The odor of origin: kinship and geographical distance are reflected in the marking pheromone of male beewolves (Philanthus triangulum F., Hymenoptera, Crabronidae)
- Equal contributors
1 University of Würzburg, Department for Animal Ecology and Tropical Biology, Am Hubland, 97074 Würzburg, Germany
2 University of Regensburg, Department for Zoology, 93040 Regensburg, Germany
BMC Ecology 2007, 7:11 doi:10.1186/1472-6785-7-11Published: 10 October 2007
Pheromones play an important role for mate finding and courtship in many insects. In species where males are the signaling sex, females are expected to choose among potential mates with regard to the emitter's quality and/or genetic compatibility. One important aspect is the balance between negative and positive effects of in- vs. outbreeding. In the present study, we aimed to assess the potential of the territory marking pheromone of European beewolves as an indicator for genetic compatibility in the context of female choice.

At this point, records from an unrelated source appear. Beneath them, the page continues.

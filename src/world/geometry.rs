use std::ops::Range;

use bitflags::bitflags;
use glam::Vec2;

use crate::world::{bsp::NodeRef, light::Rgb};

pub type SubsectorId = u16;
pub type LinedefId = u16;
pub type SegmentId = u16;
pub type VertexId = u16;
pub type SectorId = u16;
pub type NodeId = u16;

/// Runtime snapshot of one map (immutable after load).
#[derive(Debug)]
pub struct Level {
    pub name: String,
    pub vertices: Vec<Vertex>,
    pub linedefs: Vec<Linedef>,
    pub segs: Vec<Seg>,
    pub subsectors: Vec<Subsector>,
    pub nodes: Vec<Node>,
    pub sectors: Vec<Sector>,
}

/*--------------------------- linedefs -------------------------------*/

bitflags! {
    /// Linedef flags, PlayStation layout (the low byte matches PC Doom).
    #[derive(Debug, Clone, Copy, PartialEq, Eq, Default)]
    pub struct LinedefFlags: u16 {
        const IMPASSABLE       = 0x0001;
        const BLOCK_MONSTERS   = 0x0002;
        const TWO_SIDED        = 0x0004;
        const UPPER_UNPEGGED   = 0x0008;
        const LOWER_UNPEGGED   = 0x0010;
        const SECRET           = 0x0020;
        const BLOCK_SOUND      = 0x0040;
        const DONT_DRAW        = 0x0080;
        const MAPPED           = 0x0100;
        // mid texture has see-through (masked) pixels
        const MID_MASKED       = 0x0200;
        // mid texture is drawn semi-transparent
        const MID_TRANSLUCENT  = 0x0400;
        const BLOCK_PROJECTILE = 0x0800;
    }
}

#[derive(Clone, Debug)]
pub struct Linedef {
    pub v1: VertexId,
    pub v2: VertexId,
    pub flags: LinedefFlags,
    /// Sector on the right-hand side (walking v1 → v2).
    pub front_sector: SectorId,
    /// Sector on the left-hand side; `None` for a one-sided wall.
    pub back_sector: Option<SectorId>,
}

/*----------------------- simple primitives --------------------------*/

#[derive(Clone, Copy, Debug)]
pub struct Vertex {
    pub pos: Vec2,
}

/// One wall piece bounding a subsector.
#[derive(Clone, Debug)]
pub struct Seg {
    pub v1: VertexId,
    pub v2: VertexId,
    pub linedef: LinedefId,
    pub front_sector: SectorId,
    pub back_sector: Option<SectorId>,
}

#[derive(Clone, Debug)]
pub struct Subsector {
    pub seg_count: u16,
    pub first_seg: SegmentId,
    pub sector: SectorId,
}

#[derive(Clone, Copy, Debug, PartialEq)]
pub struct Aabb {
    pub min: Vec2,
    pub max: Vec2,
}

impl Aabb {
    /// Box that contains nothing; `union` with anything yields that thing.
    pub const EMPTY: Aabb = Aabb {
        min: Vec2::splat(f32::INFINITY),
        max: Vec2::splat(f32::NEG_INFINITY),
    };

    #[inline]
    pub fn add_point(&mut self, p: Vec2) {
        self.min = self.min.min(p);
        self.max = self.max.max(p);
    }

    #[inline]
    pub fn union(self, other: Aabb) -> Aabb {
        Aabb {
            min: self.min.min(other.min),
            max: self.max.max(other.max),
        }
    }

    #[inline]
    pub fn contains(&self, p: Vec2) -> bool {
        p.x >= self.min.x && p.x <= self.max.x && p.y >= self.min.y && p.y <= self.max.y
    }
}

/// Internal BSP node: an oriented partition line and its two subtrees.
#[derive(Clone, Debug)]
pub struct Node {
    pub x: f32,
    pub y: f32,
    pub dx: f32,
    pub dy: f32,
    /// Bounds of everything under `child[0]` / `child[1]`.
    pub bbox: [Aabb; 2],
    /// 0 = front, 1 = back.
    pub child: [NodeRef; 2],
}

#[derive(Clone, Debug)]
pub struct Sector {
    pub floor_h: f32,
    pub ceil_h: f32,
    /// Heights the renderer actually draws this frame (differ from the
    /// simulation heights while a mover is being interpolated).
    pub floor_draw_h: f32,
    pub ceil_draw_h: f32,
    /// 0‥255
    pub light_level: u8,
    pub floor_color: Rgb,
    pub ceil_color: Rgb,
}

impl Sector {
    /// Plain sector with white light and draw heights equal to the real ones.
    pub fn new(floor_h: f32, ceil_h: f32, light_level: u8) -> Self {
        Self {
            floor_h,
            ceil_h,
            floor_draw_h: floor_h,
            ceil_draw_h: ceil_h,
            light_level,
            floor_color: Rgb::WHITE,
            ceil_color: Rgb::WHITE,
        }
    }

    pub fn with_colors(mut self, floor_color: Rgb, ceil_color: Rgb) -> Self {
        self.floor_color = floor_color;
        self.ceil_color = ceil_color;
        self
    }
}

// ──────────────────────────────────────────────────────────────────────────
//                       Level – lookup helpers
// ──────────────────────────────────────────────────────────────────────────
impl Level {
    /// Index range of the segs bounding subsector `ss`.
    #[inline]
    pub fn segs_of_subsector(&self, ss: SubsectorId) -> Range<usize> {
        let ss = &self.subsectors[ss as usize];
        let start = ss.first_seg as usize;
        start..start + ss.seg_count as usize
    }

    /// Endpoints of the *whole* linedef a seg was cut from.
    #[inline]
    pub fn linedef_line(&self, ld: LinedefId) -> (Vec2, Vec2) {
        let ld = &self.linedefs[ld as usize];
        (
            self.vertices[ld.v1 as usize].pos,
            self.vertices[ld.v2 as usize].pos,
        )
    }

    #[inline]
    pub fn seg_line(&self, seg: SegmentId) -> (Vec2, Vec2) {
        let seg = &self.segs[seg as usize];
        (
            self.vertices[seg.v1 as usize].pos,
            self.vertices[seg.v2 as usize].pos,
        )
    }

    #[inline]
    pub fn sector_of_subsector(&self, ss: SubsectorId) -> &Sector {
        &self.sectors[self.subsectors[ss as usize].sector as usize]
    }
}
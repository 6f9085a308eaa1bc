// ──────────────────────────────────────────────────────────────────────────
// world/builder.rs
//
//  *   vertices / sectors / linedefs        ──╮
//  *   subsectors as (linedef, side) lists    │   --->  world::geometry::Level
//  *   nodes (children before parents)        │          + node bounding boxes
//                                             ╯
// ──────────────────────────────────────────────────────────────────────────

use glam::Vec2;
use thiserror::Error;

use crate::world::{
    bsp::NodeRef,
    geometry::{
        Aabb, Level, Linedef, LinedefFlags, LinedefId, Node, NodeId, Sector, SectorId, Seg,
        SegmentId, Subsector, SubsectorId, Vertex, VertexId,
    },
};

/*──────────────────────────── Error type ───────────────────────────*/

#[derive(Error, Debug, PartialEq, Eq)]
pub enum LevelError {
    #[error("linedef {linedef} references missing vertex {vertex}")]
    BadVertex { linedef: LinedefId, vertex: VertexId },

    #[error("linedef {linedef} references missing sector {sector}")]
    BadSector { linedef: LinedefId, sector: SectorId },

    #[error("subsector {subsector} references missing linedef {linedef}")]
    BadLinedef { subsector: SubsectorId, linedef: LinedefId },

    #[error("subsector {subsector} uses the missing back side of one-sided linedef {linedef}")]
    NoBackSide { subsector: SubsectorId, linedef: LinedefId },

    #[error("subsector {0} has no segs")]
    EmptySubsector(SubsectorId),

    #[error("node {node} has child {child:?} that does not exist or is not built yet")]
    BadChild { node: NodeId, child: NodeRef },
}

/*====================================================================*/
/*                       Public API                                   */
/*====================================================================*/

/// Assembles a [`Level`] from already-partitioned map data.
///
/// Nothing is validated until [`LevelBuilder::build`], so ids may be
/// handed out in any order as long as they resolve in the end.  Nodes
/// follow the map-format rule: a node may only reference nodes created
/// before it, and the last node is the root.
#[derive(Default)]
pub struct LevelBuilder {
    name: String,
    vertices: Vec<Vertex>,
    linedefs: Vec<Linedef>,
    sectors: Vec<Sector>,
    subsectors: Vec<Vec<(LinedefId, u16)>>,
    nodes: Vec<(Vec2, Vec2, [NodeRef; 2])>,
}

impl LevelBuilder {
    pub fn new(name: impl Into<String>) -> Self {
        Self {
            name: name.into(),
            ..Default::default()
        }
    }

    pub fn vertex(&mut self, x: f32, y: f32) -> VertexId {
        self.vertices.push(Vertex { pos: Vec2::new(x, y) });
        (self.vertices.len() - 1) as VertexId
    }

    pub fn sector(&mut self, sector: Sector) -> SectorId {
        self.sectors.push(sector);
        (self.sectors.len() - 1) as SectorId
    }

    /// Add a linedef.  `front` is the sector on the right walking v1 → v2.
    /// `TWO_SIDED` is set automatically when `back` is present.
    pub fn linedef(
        &mut self,
        v1: VertexId,
        v2: VertexId,
        mut flags: LinedefFlags,
        front: SectorId,
        back: Option<SectorId>,
    ) -> LinedefId {
        flags.set(LinedefFlags::TWO_SIDED, back.is_some());
        self.linedefs.push(Linedef {
            v1,
            v2,
            flags,
            front_sector: front,
            back_sector: back,
        });
        (self.linedefs.len() - 1) as LinedefId
    }

    /// Add a subsector bounded by the given linedef sides
    /// (side 0 = the linedef's front, 1 = its back).
    pub fn subsector(&mut self, sides: &[(LinedefId, u16)]) -> NodeRef {
        self.subsectors.push(sides.to_vec());
        NodeRef::Subsector((self.subsectors.len() - 1) as SubsectorId)
    }

    /// Add a node whose partition starts at `from` and runs along `delta`.
    pub fn node(&mut self, from: Vec2, delta: Vec2, front: NodeRef, back: NodeRef) -> NodeRef {
        self.nodes.push((from, delta, [front, back]));
        NodeRef::Node((self.nodes.len() - 1) as NodeId)
    }

    pub fn build(self) -> Result<Level, LevelError> {
        /*----- 1. Linedef references -----------------------------------------*/
        for (i, ld) in self.linedefs.iter().enumerate() {
            let linedef = i as LinedefId;
            for vertex in [ld.v1, ld.v2] {
                if vertex as usize >= self.vertices.len() {
                    return Err(LevelError::BadVertex { linedef, vertex });
                }
            }
            for sector in std::iter::once(ld.front_sector).chain(ld.back_sector) {
                if sector as usize >= self.sectors.len() {
                    return Err(LevelError::BadSector { linedef, sector });
                }
            }
        }

        /*----- 2. Segs + subsectors ------------------------------------------*/
        let mut segs: Vec<Seg> = Vec::new();
        let mut subsectors: Vec<Subsector> = Vec::with_capacity(self.subsectors.len());
        for (i, sides) in self.subsectors.iter().enumerate() {
            let subsector = i as SubsectorId;
            if sides.is_empty() {
                return Err(LevelError::EmptySubsector(subsector));
            }
            let first_seg = segs.len() as SegmentId;
            for &(linedef, dir) in sides {
                let ld = self
                    .linedefs
                    .get(linedef as usize)
                    .ok_or(LevelError::BadLinedef { subsector, linedef })?;
                let seg = seg_from(ld, linedef, dir)
                    .ok_or(LevelError::NoBackSide { subsector, linedef })?;
                segs.push(seg);
            }
            subsectors.push(Subsector {
                seg_count: sides.len() as u16,
                first_seg,
                sector: segs[first_seg as usize].front_sector,
            });
        }

        /*----- 3. Nodes, bottom-up bounding boxes ----------------------------*/
        let ss_bbox: Vec<Aabb> = subsectors
            .iter()
            .map(|ss| {
                let start = ss.first_seg as usize;
                let mut bb = Aabb::EMPTY;
                for seg in &segs[start..start + ss.seg_count as usize] {
                    bb.add_point(self.vertices[seg.v1 as usize].pos);
                    bb.add_point(self.vertices[seg.v2 as usize].pos);
                }
                bb
            })
            .collect();

        let mut nodes: Vec<Node> = Vec::with_capacity(self.nodes.len());
        let mut node_bbox: Vec<Aabb> = Vec::with_capacity(self.nodes.len());
        for (i, &(from, delta, child)) in self.nodes.iter().enumerate() {
            let mut bbox = [Aabb::EMPTY; 2];
            for (side, c) in child.iter().enumerate() {
                bbox[side] = match *c {
                    NodeRef::Node(n) if (n as usize) < i => node_bbox[n as usize],
                    NodeRef::Subsector(ss) if (ss as usize) < ss_bbox.len() => ss_bbox[ss as usize],
                    _ => {
                        return Err(LevelError::BadChild {
                            node: i as NodeId,
                            child: *c,
                        });
                    }
                };
            }
            node_bbox.push(bbox[0].union(bbox[1]));
            nodes.push(Node {
                x: from.x,
                y: from.y,
                dx: delta.x,
                dy: delta.y,
                bbox,
                child,
            });
        }

        Ok(Level {
            name: self.name,
            vertices: self.vertices,
            linedefs: self.linedefs,
            segs,
            subsectors,
            nodes,
            sectors: self.sectors,
        })
    }
}

/// Seg covering the whole of `ld`, seen from side `dir`.
fn seg_from(ld: &Linedef, linedef: LinedefId, dir: u16) -> Option<Seg> {
    let (v1, v2, front, back) = if dir == 0 {
        (ld.v1, ld.v2, ld.front_sector, ld.back_sector)
    } else {
        (ld.v2, ld.v1, ld.back_sector?, Some(ld.front_sector))
    };
    Some(Seg {
        v1,
        v2,
        linedef,
        front_sector: front,
        back_sector: back,
    })
}

/*──────────────────────────────── Tests ───────────────────────────────*/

We analyzed the sex pheromone composition of male European beewolves (Philanthus triangulum F., Hymenoptera, Crabronidae) from eight different locations across Central Europe (six in Germany, one in England, and one in Italy). The pheromone constitutes a complex blend of various long-chain hydrocarbons (alkanes, alkenes, alcohols, ketones, and a carbon acid). We demonstrate that pheromone composition differs significantly among distant populations (regional scale), among subpopulations (local scale) and between families within subpopulations. The differences in the pheromone blend are positively correlated with geographical distances as might be expected according to an isolation-by-distance model. On a local scale, family membership has a larger effect on pheromone composition than subpopulation affiliation, while the reverse is true for the regional scale.
Our results show that male pheromones can contain information on both kinship and geographical origin that may be used by females to choose adaptively among potential mates on the basis of their genetic distance.